I got the benefits I was seeking. When I traveled, it was now easy to pack only a carry-on suitcase and skip the baggage carousel in airports. When I dressed, it took me just a few seconds to choose what to wear because I hardly had anything. Money easily piled up in my savings account, because buying more things usually didn’t fit in with minimalism.
Recently, I’ve been thinking about the books I got rid of. A lot of them helped me see the world in a new way, taught me something interesting, or were simply an excellent story. As my kids get older and want to read more grown-up books, what will I offer them? They won’t be able to read my books as I read my parents’, because I don’t have any. They’ll have to start all over. I discussed it with my wife, who also practices minimalism in possessions, and we’ve decided that we’re going to recall some of our best-loved books and buy them again, so that we can share them with our children and perhaps get something more out of them ourselves. Luckily we both keep lists of the books we’ve read through Goodreads (My list – Her list), so we won’t have to rely on our memories for it.

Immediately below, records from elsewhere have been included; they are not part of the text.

use anyhow::Context;
use async_trait::async_trait;
use guardian_core::GuardianSet;

use crate::{ChainConnector, GuardianSetEntry, GuardianSetSource, SourceError};

/// Guardian sets as recorded by the Wormhole core contract.
#[derive(Debug, Clone)]
pub struct OnChainSource<C> {
    connector: C,
}

impl<C: ChainConnector> OnChainSource<C> {
    pub fn new(connector: C) -> Self {
        OnChainSource { connector }
    }

    pub fn connector(&self) -> &C {
        &self.connector
    }
}

#[async_trait]
impl<C: ChainConnector> GuardianSetSource for OnChainSource<C> {
    async fn current_index(&self) -> Result<u32, SourceError> {
        self.connector
            .current_guardian_set_index()
            .await
            .context("failed to query current guardian set index")
            .map_err(SourceError::Unavailable)
    }

    async fn get(&self, index: u32) -> Result<Option<GuardianSetEntry>, SourceError> {
        let raw = self
            .connector
            .guardian_set(index)
            .await
            .with_context(|| format!("failed to query guardian set {index}"))
            .map_err(SourceError::Unavailable)?;

        // The contract answers with an empty set for indices it has never seen.
        if raw.keys.is_empty() {
            return Ok(None);
        }

        let set = GuardianSet::new(index, raw.keys)
            .with_context(|| format!("contract returned an invalid guardian set {index}"))
            .map_err(SourceError::Unavailable)?;
        let expiration = Some(raw.expiration_time).filter(|&t| t != 0);

        Ok(Some(GuardianSetEntry::new(set, expiration)))
    }
}
#![allow(dead_code)]

use std::{collections::BTreeMap, sync::Arc, time::Duration};

use anyhow::{anyhow, bail};
use async_trait::async_trait;
use guardian_core::{
    fake::GuardianKeeper,
    vaa::{Body, Vaa},
    Address, Chain, GuardianAddress, GuardianSet, MessageId,
};
use guardian_registry::{
    Alerter, ChainConnector, CompositeResolver, GuardianSetEntry, GuardianSetStore, ManualSource,
    MemoryGuardianSetStore, OnChainGuardianSet, OnChainSource, PersistedSource, Synchronizer,
};
use parking_lot::Mutex;
use serde_wormhole::RawMessage;

pub const POLL_INTERVAL: Duration = Duration::from_secs(15);

pub fn init_logger() {
    let _ = env_logger::builder().is_test(true).try_init();
}

/// A guardian set of `n` made-up guardians. Different seeds give disjoint keys.
pub fn guardian_set(index: u32, n: u8, seed: u8) -> GuardianSet {
    let keys = (0..n)
        .map(|i| {
            let mut a = [seed; 20];
            a[19] = i;
            GuardianAddress(a)
        })
        .collect();
    GuardianSet::new(index, keys).unwrap()
}

#[derive(Default)]
struct ChainState {
    current: u32,
    sets: BTreeMap<u32, OnChainGuardianSet>,
    failing: bool,
}

/// A core contract that lives in memory. Clones share the same chain.
#[derive(Clone, Default)]
pub struct FakeConnector {
    state: Arc<Mutex<ChainState>>,
}

impl FakeConnector {
    /// A chain that has seen sets `0..count`, each with 3 guardians.
    pub fn with_sets(count: u32) -> Self {
        let connector = FakeConnector::default();
        for index in 0..count {
            connector.rotate(&guardian_set(index, 3, index as u8 + 1), 0);
        }
        connector
    }

    /// Records `set` on chain and makes it the current one.
    pub fn rotate(&self, set: &GuardianSet, expiration_time: u64) {
        let mut state = self.state.lock();
        state.current = set.index();
        state.sets.insert(
            set.index(),
            OnChainGuardianSet {
                keys: set.keys().to_vec(),
                expiration_time,
            },
        );
    }

    /// Points the current index at `index` without recording a set for it.
    pub fn set_current(&self, index: u32) {
        self.state.lock().current = index;
    }

    pub fn remove(&self, index: u32) {
        self.state.lock().sets.remove(&index);
    }

    pub fn set_failing(&self, failing: bool) {
        self.state.lock().failing = failing;
    }
}

#[async_trait]
impl ChainConnector for FakeConnector {
    async fn current_guardian_set_index(&self) -> anyhow::Result<u32> {
        let state = self.state.lock();
        if state.failing {
            bail!("rpc connection refused");
        }
        Ok(state.current)
    }

    async fn guardian_set(&self, index: u32) -> anyhow::Result<OnChainGuardianSet> {
        let state = self.state.lock();
        if state.failing {
            bail!("rpc connection refused");
        }
        // The contract answers unknown indices with an empty set.
        Ok(state.sets.get(&index).cloned().unwrap_or_default())
    }
}

#[derive(Default)]
struct StoreState {
    upserts: Vec<u32>,
    failing_reads: bool,
    failing_writes: bool,
}

/// A [`MemoryGuardianSetStore`] that records writes and can be made to fail.
#[derive(Clone, Default)]
pub struct RecordingStore {
    inner: MemoryGuardianSetStore,
    state: Arc<Mutex<StoreState>>,
}

impl RecordingStore {
    /// Stores `sets` without recording them as upserts.
    pub async fn seed(&self, sets: impl IntoIterator<Item = GuardianSet>) {
        for set in sets {
            self.inner.upsert_guardian_set(&set, None).await.unwrap();
        }
    }

    pub fn upserts(&self) -> Vec<u32> {
        self.state.lock().upserts.clone()
    }

    pub fn get(&self, index: u32) -> Option<GuardianSetEntry> {
        self.inner.get(index)
    }

    pub fn len(&self) -> usize {
        self.inner.len()
    }

    pub fn set_failing_reads(&self, failing: bool) {
        self.state.lock().failing_reads = failing;
    }

    pub fn set_failing_writes(&self, failing: bool) {
        self.state.lock().failing_writes = failing;
    }
}

#[async_trait]
impl GuardianSetStore for RecordingStore {
    async fn find_all_guardian_sets(&self) -> anyhow::Result<Vec<GuardianSetEntry>> {
        if self.state.lock().failing_reads {
            return Err(anyhow!("database is locked"));
        }
        self.inner.find_all_guardian_sets().await
    }

    async fn upsert_guardian_set(
        &self,
        set: &GuardianSet,
        expiration: Option<u64>,
    ) -> anyhow::Result<()> {
        if self.state.lock().failing_writes {
            return Err(anyhow!("disk full"));
        }
        self.inner.upsert_guardian_set(set, expiration).await?;
        self.state.lock().upserts.push(set.index());
        Ok(())
    }
}

/// Collects every alert it is handed.
#[derive(Clone, Default)]
pub struct RecordingAlerter {
    alerts: Arc<Mutex<Vec<(String, BTreeMap<String, String>)>>>,
    failing: Arc<Mutex<bool>>,
}

impl RecordingAlerter {
    pub fn alerts(&self) -> Vec<(String, BTreeMap<String, String>)> {
        self.alerts.lock().clone()
    }

    pub fn set_failing(&self, failing: bool) {
        *self.failing.lock() = failing;
    }
}

impl Alerter for RecordingAlerter {
    fn send_alert(&self, key: &str, context: &BTreeMap<String, String>) -> anyhow::Result<()> {
        self.alerts.lock().push((key.into(), context.clone()));
        if *self.failing.lock() {
            bail!("alert queue is full");
        }
        Ok(())
    }
}

pub fn resolver(
    manual: ManualSource,
    connector: &FakeConnector,
    store: &RecordingStore,
) -> CompositeResolver<FakeConnector, RecordingStore> {
    CompositeResolver::from_sources(
        manual,
        PersistedSource::new(store.clone()),
        OnChainSource::new(connector.clone()),
    )
}

pub async fn synchronizer(
    connector: &FakeConnector,
    store: &RecordingStore,
) -> Synchronizer<FakeConnector, RecordingStore> {
    Synchronizer::new(
        resolver(ManualSource::default(), connector, store),
        POLL_INTERVAL,
    )
    .await
    .unwrap()
}

pub fn message_id() -> MessageId {
    MessageId {
        emitter_chain: Chain::Ethereum,
        emitter_address: Address([0x2a; 32]),
        sequence: 42,
    }
}

pub fn body() -> Body<&'static RawMessage> {
    Body {
        timestamp: 1_700_000_000,
        nonce: 7,
        emitter_chain: Chain::Ethereum,
        emitter_address: Address([0x2a; 32]),
        sequence: 42,
        consistency_level: 1,
        payload: RawMessage::new(b"guardian set registry"),
    }
}

/// A VAA over [`body`] signed by every guardian `keeper` holds.
pub fn signed_vaa(keeper: &GuardianKeeper) -> Vaa<&'static RawMessage> {
    keeper.sign_vaa(body())
}
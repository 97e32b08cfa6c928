//! A deterministic guardian network for tests. The private keys are fixed so signatures and
//! addresses are stable across runs. Never use these keys outside of tests.

use k256::ecdsa::SigningKey;
use serde::Serialize;

use crate::{
    vaa::{Body, Header, Signature},
    GuardianAddress, GuardianSet, MessageId, SignedObservation, Vaa,
};

pub fn default_guardian_keys() -> [SigningKey; 7] {
    [
        [
            93, 217, 189, 224, 168, 81, 157, 93, 238, 38, 143, 8, 182, 94, 69, 77, 232, 199, 238,
            206, 15, 135, 221, 58, 43, 74, 0, 129, 54, 198, 62, 226,
        ],
        [
            150, 48, 135, 223, 194, 186, 243, 139, 177, 8, 126, 32, 210, 57, 42, 28, 29, 102, 196,
            201, 106, 136, 40, 149, 218, 150, 240, 213, 192, 128, 161, 245,
        ],
        [
            121, 51, 199, 93, 237, 227, 62, 220, 128, 129, 195, 4, 190, 163, 254, 12, 212, 224,
            188, 76, 141, 242, 229, 121, 192, 5, 161, 176, 136, 99, 83, 53,
        ],
        [
            224, 180, 4, 114, 215, 161, 184, 12, 218, 96, 20, 141, 154, 242, 46, 230, 167, 165, 54,
            141, 108, 64, 146, 27, 193, 89, 251, 139, 234, 132, 124, 30,
        ],
        [
            69, 1, 17, 179, 19, 47, 56, 47, 255, 219, 143, 89, 115, 54, 242, 209, 163, 131, 225,
            30, 59, 195, 217, 141, 167, 253, 6, 95, 252, 52, 7, 223,
        ],
        [
            181, 3, 165, 125, 15, 200, 155, 56, 157, 204, 105, 221, 203, 149, 215, 175, 220, 228,
            200, 37, 169, 39, 68, 127, 132, 196, 203, 232, 155, 55, 67, 253,
        ],
        [
            72, 81, 175, 107, 23, 108, 178, 66, 32, 53, 14, 117, 233, 33, 114, 102, 68, 89, 83,
            201, 129, 57, 56, 130, 214, 212, 172, 16, 23, 22, 234, 160,
        ],
    ]
    .map(|k| SigningKey::from_slice(&k).unwrap())
}

/// Signs on behalf of one guardian set.
#[derive(Clone, Debug)]
pub struct GuardianKeeper {
    index: u32,
    guardians: Vec<SigningKey>,
}

impl GuardianKeeper {
    /// A keeper for guardian set `index` made of the default guardian keys.
    pub fn new(index: u32) -> GuardianKeeper {
        GuardianKeeper::with_keys(index, default_guardian_keys().to_vec())
    }

    pub fn with_keys(index: u32, guardians: Vec<SigningKey>) -> GuardianKeeper {
        GuardianKeeper { index, guardians }
    }

    pub fn index(&self) -> u32 {
        self.index
    }

    pub fn addresses(&self) -> Vec<GuardianAddress> {
        self.guardians
            .iter()
            .map(|g| GuardianAddress::from(g.verifying_key()))
            .collect()
    }

    pub fn guardian_set(&self) -> GuardianSet {
        GuardianSet::new(self.index, self.addresses()).unwrap()
    }

    /// Signs `prehash` with the guardian at position `index`, in the wire layout.
    pub fn sign_prehash(&self, index: usize, prehash: &[u8; 32]) -> [u8; 65] {
        let (sig, id) = self.guardians[index]
            .sign_prehash_recoverable(prehash)
            .unwrap();

        let mut raw = [0u8; 65];
        raw[..64].copy_from_slice(&sig.to_bytes());
        raw[64] = id.to_byte();
        raw
    }

    /// One signature per guardian over `body`, in ascending guardian order.
    pub fn sign<P: Serialize>(&self, body: &Body<P>) -> Vec<Signature> {
        let d = body.digest().unwrap();
        (0..self.guardians.len())
            .map(|idx| Signature {
                index: idx as u8,
                signature: self.sign_prehash(idx, &d.secp256k_hash),
            })
            .collect()
    }

    pub fn sign_vaa<P: Serialize>(&self, body: Body<P>) -> Vaa<P> {
        let header = Header {
            version: 1,
            guardian_set_index: self.index,
            signatures: self.sign(&body),
        };

        (header, body).into()
    }

    /// An observation of `hash` signed by the guardian at position `index`.
    pub fn sign_observation(
        &self,
        index: usize,
        message_id: MessageId,
        hash: [u8; 32],
    ) -> SignedObservation {
        SignedObservation {
            message_id,
            claimed_address: GuardianAddress::from(self.guardians[index].verifying_key()),
            hash,
            signature: self.sign_prehash(index, &hash),
            tx_hash: vec![index as u8; 32],
        }
    }
}
//! Keeps a node's view of the Wormhole guardian sets in step with the chain and gates inbound
//! messages on it.
//!
//! ## Overview
//!
//! Guardian sets come from three sources, consulted in a fixed order:
//!
//! 1. [`ManualSource`]: sets compiled into the binary for each [`Network`]. They override
//!    anything else so a bad on-chain or cached entry can be corrected without a redeploy.
//! 2. [`PersistedSource`]: sets this node has already stored.
//! 3. [`OnChainSource`]: the core contract, which is the source of truth for how many sets
//!    exist.
//!
//! [`CompositeResolver::load`] runs once at startup and fills every gap between what is stored and
//! what exists on chain. Its result seeds a [`Synchronizer`], which polls the chain for rotations
//! and publishes each new set to the [`SharedGuardianSets`] every verification reads. The
//! [`Gatekeeper`] checks inbound VAAs and observations against that shared state.
//!
//! Transport, storage engines, alert delivery and metrics are outside this crate; they plug in
//! through [`ChainConnector`], [`GuardianSetStore`] and [`Alerter`].

mod alert;
mod config;
mod connector;
mod gate;
mod network;
mod resolver;
mod source;
mod state;
mod store;
mod synchronizer;

pub use {
    alert::{Alerter, LogAlerter, UNKNOWN_GUARDIAN_SET_ALERT},
    config::{Config, ConfigError, DEFAULT_POLL_INTERVAL_SECS},
    connector::{ChainConnector, OnChainGuardianSet},
    gate::Gatekeeper,
    network::{InvalidNetwork, Network},
    resolver::{CompositeResolver, LoadError},
    source::{
        GuardianSetEntry, GuardianSetSource, ManualSource, OnChainSource, PersistedSource,
        SourceError,
    },
    state::{GuardianSnapshot, SharedGuardianSets},
    store::{GuardianSetStore, MemoryGuardianSetStore},
    synchronizer::{SyncError, Synchronizer},
};
//! Atomics used for state shared through the mailbox region.
//!
//! Routed through this module so the `loom` feature can swap in loom's
//! model-checked types.

#[cfg(not(feature = "loom"))]
pub use core::hint::spin_loop;
#[cfg(feature = "loom")]
pub use loom::hint::spin_loop;

#[cfg(not(feature = "loom"))]
pub use core::sync::atomic::{AtomicU8, AtomicU64, Ordering, fence};
#[cfg(feature = "loom")]
pub use loom::sync::atomic::{AtomicU8, AtomicU64, Ordering, fence};

#[cfg(feature = "loom")]
pub use loom::thread;
#[cfg(not(feature = "loom"))]
pub use std::thread;
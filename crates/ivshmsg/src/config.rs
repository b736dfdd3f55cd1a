//! Configuration.

use std::time::Duration;

use crate::layout::{DEFAULT_CLIENT_COUNT, DEFAULT_SLOT_SIZE, RegionLayout};

/// Class string advertised by an endpoint before any driver binds a class.
pub const DEFAULT_CCLASS: &str = "FEEadapter";

/// Configuration for formatting a mailbox.
#[derive(Debug, Clone)]
pub struct MailboxConfig {
    /// Stride of every mailslot (header included).
    pub slot_size: u64,
    /// Number of client peers; the coordinator takes the next id.
    pub n_clients: u64,
}

impl MailboxConfig {
    pub fn layout(&self) -> RegionLayout {
        RegionLayout::new(self.slot_size, self.n_clients)
    }
}

impl Default for MailboxConfig {
    fn default() -> Self {
        Self {
            slot_size: DEFAULT_SLOT_SIZE,
            n_clients: DEFAULT_CLIENT_COUNT,
        }
    }
}

/// Busy-wait and deadline policy for sends.
#[derive(Debug, Clone)]
pub struct SendConfig {
    /// First delay between polls of the own mailslot.
    pub initial_delay: Duration,
    /// Added to the delay after every poll while below `max_delay`.
    pub delay_step: Duration,
    /// Delay cap (roughly 100 writes/second at 10 ms).
    pub max_delay: Duration,
    /// Deadline for the own mailslot to drain before giving up.
    pub base_deadline: Duration,
    /// Upper bound for the adaptively widened deadline.
    pub deadline_ceiling: Duration,
}

impl SendConfig {
    /// Short timings, for tests and demos where the remote reader is local.
    pub fn fast() -> Self {
        Self {
            initial_delay: Duration::from_micros(100),
            delay_step: Duration::from_micros(200),
            max_delay: Duration::from_millis(1),
            base_deadline: Duration::from_millis(200),
            deadline_ceiling: Duration::from_millis(800),
        }
    }
}

impl Default for SendConfig {
    fn default() -> Self {
        Self {
            initial_delay: Duration::from_millis(1),
            delay_step: Duration::from_millis(2),
            max_delay: Duration::from_millis(10),
            base_deadline: Duration::from_secs(5),
            deadline_ceiling: Duration::from_secs(20),
        }
    }
}

/// Configuration for attaching an endpoint.
#[derive(Debug, Clone)]
pub struct EndpointConfig {
    /// Host part of the mailslot node name; the local hostname when `None`.
    pub node_name: Option<String>,
    /// Class string written into the own mailslot and link ACKs.
    pub class_name: String,
    pub send: SendConfig,
}

impl Default for EndpointConfig {
    fn default() -> Self {
        Self {
            node_name: None,
            class_name: DEFAULT_CCLASS.to_string(),
            send: SendConfig::default(),
        }
    }
}
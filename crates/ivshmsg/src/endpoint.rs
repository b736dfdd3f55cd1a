//! Per-peer endpoint context.
//!
//! An endpoint owns one mailslot. Its behavior is split across modules:
//! sending in [`crate::send`], interrupt handling in [`crate::dispatch`], and
//! consumer handoff in [`crate::handoff`].

use std::ffi::CStr;
use std::sync::Arc;
use std::sync::atomic::{AtomicU64, Ordering};

use parking_lot::{Condvar, Mutex};
use tracing::debug;

use crate::config::{EndpointConfig, SendConfig};
use crate::doorbell::Doorbell;
use crate::error::SetupError;
use crate::handoff::IncomingState;
use crate::layout::{PeerId, RegionLayout};
use crate::mailbox::Mailbox;
use crate::send::AdaptiveTimeout;
use crate::slot::Mailslot;
use crate::vector::VectorTable;

// =============================================================================
// Identity
// =============================================================================

/// Component identity negotiated over the link protocol.
///
/// Id fields are 0 while unassigned and -1 when unused.
#[derive(Debug, Clone, Default, PartialEq, Eq)]
pub struct CoreIdentity {
    pub class_name: String,
    pub cid0: i32,
    pub sid0: i32,
    /// Primary manager CID, if this component is the primary manager.
    pub pmcid: i32,
    /// Fabric manager CID and SID, if someone else is the fabric manager.
    pub pfmcid: i32,
    pub pfmsid: i32,
}

// =============================================================================
// Metrics
// =============================================================================

/// Per-endpoint counters.
#[derive(Debug, Default)]
pub struct EndpointMetrics {
    /// Pending deliveries overwritten before the consumer released them.
    pub incoming_stomps: AtomicU64,
    /// Sends that gave up on an occupied own mailslot.
    pub outgoing_busy: AtomicU64,
    pub messages_sent: AtomicU64,
    pub bytes_sent: AtomicU64,
    /// Messages consumed by the link interpreter.
    pub link_handled: AtomicU64,
    /// Messages handed to the consumer.
    pub delivered: AtomicU64,
    /// Interrupts with no matching vector or no sender slot.
    pub dropped_interrupts: AtomicU64,
    /// Interrupts whose sender had nothing staged.
    pub spurious_interrupts: AtomicU64,
    pub reply_failures: AtomicU64,
}

impl EndpointMetrics {
    pub fn snapshot(&self) -> MetricsSnapshot {
        MetricsSnapshot {
            incoming_stomps: self.incoming_stomps.load(Ordering::Relaxed),
            outgoing_busy: self.outgoing_busy.load(Ordering::Relaxed),
            messages_sent: self.messages_sent.load(Ordering::Relaxed),
            bytes_sent: self.bytes_sent.load(Ordering::Relaxed),
            link_handled: self.link_handled.load(Ordering::Relaxed),
            delivered: self.delivered.load(Ordering::Relaxed),
            dropped_interrupts: self.dropped_interrupts.load(Ordering::Relaxed),
            spurious_interrupts: self.spurious_interrupts.load(Ordering::Relaxed),
            reply_failures: self.reply_failures.load(Ordering::Relaxed),
        }
    }

    #[inline]
    pub(crate) fn bump(counter: &AtomicU64) {
        counter.fetch_add(1, Ordering::Relaxed);
    }
}

/// Point-in-time copy of [`EndpointMetrics`].
#[derive(Debug, Clone, Copy, Default, PartialEq, Eq)]
pub struct MetricsSnapshot {
    pub incoming_stomps: u64,
    pub outgoing_busy: u64,
    pub messages_sent: u64,
    pub bytes_sent: u64,
    pub link_handled: u64,
    pub delivered: u64,
    pub dropped_interrupts: u64,
    pub spurious_interrupts: u64,
    pub reply_failures: u64,
}

// =============================================================================
// Endpoint
// =============================================================================

/// One attached peer.
pub struct Endpoint {
    pub(crate) mailbox: Arc<Mailbox>,
    pub(crate) layout: RegionLayout,
    pub(crate) peer_id: PeerId,
    pub(crate) vectors: VectorTable,
    pub(crate) doorbell: Arc<dyn Doorbell>,
    pub(crate) send_config: SendConfig,
    /// Serializes local senders on the own mailslot.
    pub(crate) staging: Mutex<()>,
    pub(crate) incoming: Mutex<IncomingState>,
    pub(crate) incoming_ready: Condvar,
    pub(crate) identity: Mutex<CoreIdentity>,
    pub(crate) timeout: AdaptiveTimeout,
    pub(crate) metrics: EndpointMetrics,
}

impl Endpoint {
    /// Claim `peer_id`'s mailslot.
    ///
    /// The orchestrator must already have stamped the slot with `peer_id`.
    /// The own slot is wiped and labelled with this endpoint's node name and
    /// class.
    pub fn attach(
        mailbox: Arc<Mailbox>,
        peer_id: PeerId,
        vectors: VectorTable,
        doorbell: Arc<dyn Doorbell>,
        config: EndpointConfig,
    ) -> Result<Self, SetupError> {
        let layout = *mailbox.layout();
        layout.validate()?;

        let slot = mailbox
            .slot(u64::from(peer_id))
            .map_err(|_| SetupError::AddressOutOfRange { peer_id })?;

        let found = slot.peer_id();
        if found != u64::from(peer_id) {
            return Err(SetupError::PeerIdMismatch {
                expected: peer_id,
                found,
            });
        }

        if (vectors.len() as u64) < layout.n_events {
            return Err(SetupError::InsufficientVectors {
                needed: layout.n_events,
                available: vectors.len(),
            });
        }

        let host = config.node_name.clone().unwrap_or_else(hostname);
        let nodename = format!("{}.{:02x}", host, peer_id);
        slot.wipe(peer_id);
        slot.header().set_nodename(&nodename);
        slot.header().set_cclass(&config.class_name);

        debug!(
            peer_id,
            nodename = %nodename,
            max_payload = layout.max_payload(),
            "endpoint attached"
        );

        let timeout = AdaptiveTimeout::new(
            config.send.base_deadline,
            config.send.deadline_ceiling,
        );
        Ok(Self {
            mailbox,
            layout,
            peer_id,
            vectors,
            doorbell,
            send_config: config.send,
            staging: Mutex::new(()),
            incoming: Mutex::new(IncomingState::default()),
            incoming_ready: Condvar::new(),
            identity: Mutex::new(CoreIdentity {
                class_name: config.class_name,
                ..CoreIdentity::default()
            }),
            timeout,
            metrics: EndpointMetrics::default(),
        })
    }

    #[inline]
    pub fn peer_id(&self) -> PeerId {
        self.peer_id
    }

    #[inline]
    pub fn layout(&self) -> &RegionLayout {
        &self.layout
    }

    /// Largest payload accepted by `send` plus one.
    #[inline]
    pub fn max_payload(&self) -> usize {
        self.layout.max_payload()
    }

    #[inline]
    pub fn is_coordinator(&self) -> bool {
        u64::from(self.peer_id) == self.layout.coordinator_id
    }

    pub fn own_slot(&self) -> Mailslot<'_> {
        self.slot_of(self.peer_id)
            .unwrap_or_else(|| unreachable!("own slot validated at attach"))
    }

    pub(crate) fn slot_of(&self, peer_id: PeerId) -> Option<Mailslot<'_>> {
        self.mailbox.slot(u64::from(peer_id)).ok()
    }

    pub fn identity(&self) -> CoreIdentity {
        self.identity.lock().clone()
    }

    /// Set the class name advertised in link ACKs and the own mailslot.
    pub fn set_class_name(&self, name: &str) {
        self.identity.lock().class_name = name.to_string();
        self.own_slot().header().set_cclass(name);
    }

    pub fn metrics(&self) -> &EndpointMetrics {
        &self.metrics
    }

    pub fn vectors(&self) -> &VectorTable {
        &self.vectors
    }
}

impl std::fmt::Debug for Endpoint {
    fn fmt(&self, f: &mut std::fmt::Formatter<'_>) -> std::fmt::Result {
        f.debug_struct("Endpoint")
            .field("peer_id", &self.peer_id)
            .field("layout", &self.layout)
            .finish_non_exhaustive()
    }
}

/// Local host name, or `"localhost"` if it cannot be read.
fn hostname() -> String {
    let mut buf = [0u8; 256];
    // SAFETY: buf is writable for its full length.
    let rc = unsafe { libc::gethostname(buf.as_mut_ptr().cast(), buf.len()) };
    if rc != 0 {
        return "localhost".to_string();
    }
    match CStr::from_bytes_until_nul(&buf) {
        Ok(name) if !name.is_empty() => name.to_string_lossy().into_owned(),
        _ => "localhost".to_string(),
    }
}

Last week, I went outside to play with my 6 year old nephew. He brought out an orange plastic baseball bat and a plastic baseball. As we played, I gradually recalled that it was the same orange plastic bat I had played with when I was 6 years old. Most people probably would have thrown that bat away years ago – what’s the use in keeping something when there haven’t been any kids to play with it for years? My parents never took up minimalism like I did, though, so they kept it in the garage with a thousand other things that I would’ve called junk. My parents had kept that bat for 21 years, and instead of junk, I realized that it was a bridge between the present and the past for me and my nephew.
The feeling it gave me seeing me nephew playing with the same toys as me when I was his age was indescribable, and unlike most of the time, I’m not even going to attempt describing it. I’ll just say that without that physical object, the feeling would never have been possible, and maybe one man’s trash can turn out to be that same man’s treasure.